HOUSTON (CW39) – Ida is now a tropical storm after entering a favorable environment for intensification overnight. Louisiana is now bracing for a hurricane as we head into the weekend. Impacts include: strong winds, heavy rains, and storm surge.

What causes storm surge? 

Storm surge is the abnormal rise in water levels due to an approaching tropical storm or hurricane. Storm surge can be dangerous due to its ability to inundate residential areas quickly, leaving little time to escape. This “wall of water” can travel far inland, not just impacting immediate coastal regions. During Hurricane Ike the storm surge traveled 30 miles inland for some locations along the Texas coast.  

The low pressure that forms in the center of a storm pulls the water upwards. This creates a “bulge” in the ocean. Like a bubble. That, along with the high winds pushing the water along shore, creates a situation that only allows for the water levels to rise. It has nowhere else to go but up and inland.   

Why do we see marine impacts, and rising waters outside of the cone? 

Even if your area is not directly hit by a storm you may still experience marine impacts. Why? All of our rivers, bayous, estuaries, and swamps are connected to the Gulf of Mexico, and that is where the storm is. The forward propulsion of the storm will increase waters all along the coastline. Some areas are just much higher than others. The curve of the land, whether it is high tide, and distance from the onshore flow are the two biggest factors.  

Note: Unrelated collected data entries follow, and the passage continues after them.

use crate::codec::DecodeError;
use crate::collection::CollectionError;
use std::time::Duration;
use thiserror::Error;

#[derive(Debug, Error)]
pub enum AdapterError {
    #[error("connection failed: {0}")]
    Connection(#[source] CollectionError),
    #[error("storage {op} failed: {source}")]
    Storage {
        op: &'static str,
        #[source]
        source: CollectionError,
    },
    #[error("storage {op} exceeded deadline of {timeout:?}")]
    DeadlineExceeded { op: &'static str, timeout: Duration },
    #[error("cannot save a filtered policy")]
    FilteredSave,
    #[error("invalid rule document: {0}")]
    Decode(#[from] DecodeError),
    #[error("invalid configuration: {0}")]
    Config(String),
}

impl AdapterError {
    /// Attribute a backend failure to the storage operation `op`.
    pub(crate) fn storage(op: &'static str, err: CollectionError) -> Self {
        match err {
            CollectionError::Decode(decode) => AdapterError::Decode(decode),
            other => AdapterError::Storage { op, source: other },
        }
    }
}

pub type AdapterResult<T> = Result<T, AdapterError>;
//! Tracing setup for binaries and tests that embed the adapter.
//!
//! Initialization is guarded by `OnceLock` so repeated calls (one per test, for
//! instance) are harmless.
use std::sync::OnceLock;
use tracing_subscriber::EnvFilter;
use tracing_subscriber::layer::SubscriberExt;
use tracing_subscriber::util::SubscriberInitExt;

static TRACING_INIT: OnceLock<()> = OnceLock::new();

/// Install a `fmt` subscriber filtered by `RUST_LOG` (default `info`).
///
/// Does nothing if a global subscriber is already installed.
pub fn init_tracing() {
    TRACING_INIT.get_or_init(|| {
        let filter = EnvFilter::try_from_default_env().unwrap_or_else(|_| EnvFilter::new("info"));
        let _ = tracing_subscriber::registry()
            .with(filter)
            .with(tracing_subscriber::fmt::layer())
            .try_init();
    });
}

For example, think about tipping over a bucket of water on the kitchen floor. Where the bucket falls is where the water will dump out the most and with the most force. However, with a little time the water starts to spread much further than where the bucket fell. Now you have a big mess to clean up. Water may have ponded up a bit more in the corners of your kitchen. This represents a concaved area of coastal land such as a bay. Bays also see higher storm water inundations because the same amount of water is getting squeezed into a smaller surface area. When water can spread horizontally, it goes up!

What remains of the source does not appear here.